Why do people latch onto the superficial aspects of other startups? - timmm
1.	Startup names are becoming annoyingly standardized. You basically take a word that relates to your industry then ad –ly or instead turn it into a verb by adding –ify at the end. Yet these aspects are completely independent of the startup’s success. Instead why don’t people try and come up with a name that is short, easy to remember, intuitive to spell, and descriptive of what the company is about. That might actually affect your success as a startup.<p>2.	FORGET VIRALITY! When I was a freshman in college I uploaded a video to youtube that received 20k views in a week and millions by the months end. I got calls from all the major “funny video” websites and ended up selling to collegehumor.com (~$400), which was a mistake since a week later I got a call from ABC who was interested and offered 3k. The point is the more viral you are the more prone you are to fizzle out faster. The whole ordeal lasted less than a few months. IMO “Virality” and virality coefficients are a waste of time if you want to actually build a business. Spend the time you would improving your viral score and build a better/more useful product.<p>3.	Do you really need a mobile app? There are plenty of industries in which a mobile app would serve no purpose except wasting the time and resources of the developers.<p>4.	A/B testing is a waste of time. Instead use that time building a better product! Craigslist/Google, for instance, has barely changed any of their layout/design. Good developers spend time improving their core product  and doing things that are important/matter, not testing the effectiveness of different font colors.<p>a.	Does design/brand image (logo) even have any effect on success?<p>Cliffs: If you are going to copy another company at least copy the parts that attributed to their success. 
//rant
======
nostrademons
"A/B testing is a waste of time. Instead use that time building a better
product! Craigslist/Google, for instance, has barely changed any of their
layout/design."

Oh, if you only knew...

I have first-hand experience with many of the changes to the Google search
results page since the last "noticeable" visual redesign last May. I can think
of a dozen or so purely layout & CSS changes that have gone live since then. I
bet you didn't notice any of them.

------
Detrus
Nice rant. A/B testing helped a few products take off that would otherwise be
lost in obscurity, but yea it's easy to fall into the obsession. It's one of
those traps to keep yourself busy and avoid thinking. Mobile apps are similar.

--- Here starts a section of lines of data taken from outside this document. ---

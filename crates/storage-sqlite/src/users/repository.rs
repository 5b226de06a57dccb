use std::sync::Arc;

use async_trait::async_trait;
use chrono::Utc;
use diesel::prelude::*;
use diesel::SqliteConnection;
use uuid::Uuid;

use ledgerfolio_core::errors::Result;
use ledgerfolio_core::users::{NewUser, User, UserRepositoryTrait};

use super::model::UserDB;
use crate::db::{get_connection, DbPool, WriteHandle};
use crate::errors::StorageError;
use crate::schema::users;

pub struct UserRepository {
    pool: Arc<DbPool>,
    writer: WriteHandle,
}

impl UserRepository {
    pub fn new(pool: Arc<DbPool>, writer: WriteHandle) -> Self {
        Self { pool, writer }
    }
}

#[async_trait]
impl UserRepositoryTrait for UserRepository {
    async fn create(&self, new_user: NewUser) -> Result<User> {
        let user = User {
            id: new_user.id.unwrap_or_else(|| Uuid::new_v4().to_string()),
            name: new_user.name,
            created_at: Utc::now(),
        };
        let row = UserDB::from(&user);

        self.writer
            .exec(move |conn: &mut SqliteConnection| -> Result<User> {
                diesel::insert_into(users::table)
                    .values(&row)
                    .execute(conn)
                    .map_err(StorageError::from)?;
                Ok(user)
            })
            .await
    }

    fn get_by_id(&self, user_id: &str) -> Result<Option<User>> {
        let mut conn = get_connection(&self.pool)?;
        let row = users::table
            .find(user_id)
            .select(UserDB::as_select())
            .first(&mut conn)
            .optional()
            .map_err(StorageError::from)?;
        Ok(row.map(User::try_from).transpose()?)
    }
}
use serde::{Deserialize, Serialize};

/// Company profile data from a quote provider.
///
/// Every descriptive field is optional; providers routinely omit some.
#[derive(Clone, Debug, Default, PartialEq, Serialize, Deserialize)]
#[serde(rename_all = "camelCase")]
pub struct CompanyProfile {
    pub symbol: String,

    /// Company/asset name
    #[serde(skip_serializing_if = "Option::is_none")]
    pub name: Option<String>,

    /// Business sector (e.g., "Technology")
    #[serde(skip_serializing_if = "Option::is_none")]
    pub sector: Option<String>,

    /// Industry within sector (e.g., "Consumer Electronics")
    #[serde(skip_serializing_if = "Option::is_none")]
    pub industry: Option<String>,

    /// Asset type (e.g., "Stock", "ETF", "Crypto")
    #[serde(skip_serializing_if = "Option::is_none")]
    pub asset_type: Option<String>,

    /// Country of domicile
    #[serde(skip_serializing_if = "Option::is_none")]
    pub country: Option<String>,
}

impl CompanyProfile {
    pub fn new(symbol: impl Into<String>) -> Self {
        Self {
            symbol: symbol.into(),
            ..Default::default()
        }
    }

    pub fn with_name(mut self, name: impl Into<String>) -> Self {
        self.name = Some(name.into());
        self
    }

    pub fn with_sector(mut self, sector: impl Into<String>) -> Self {
        self.sector = Some(sector.into());
        self
    }

    pub fn with_asset_type(mut self, asset_type: impl Into<String>) -> Self {
        self.asset_type = Some(asset_type.into());
        self
    }
}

Google founders wanted to make it a portal, have calendars, weather, top news
on the search page, but Merissa said no. Google's initial success was probably
from short loading times on 56K modems, not search results. Might be why they
tout how quickly Chrome can load pages. A/B testers rarely test dramatically
different pages, like a portal vs search box only. You need a vision or theory
to do that.

------
jayzee
umm... Yeah ok. But you are off base on A/B. We got a 5x conversion based on
text changes that we made. Same great product that users love.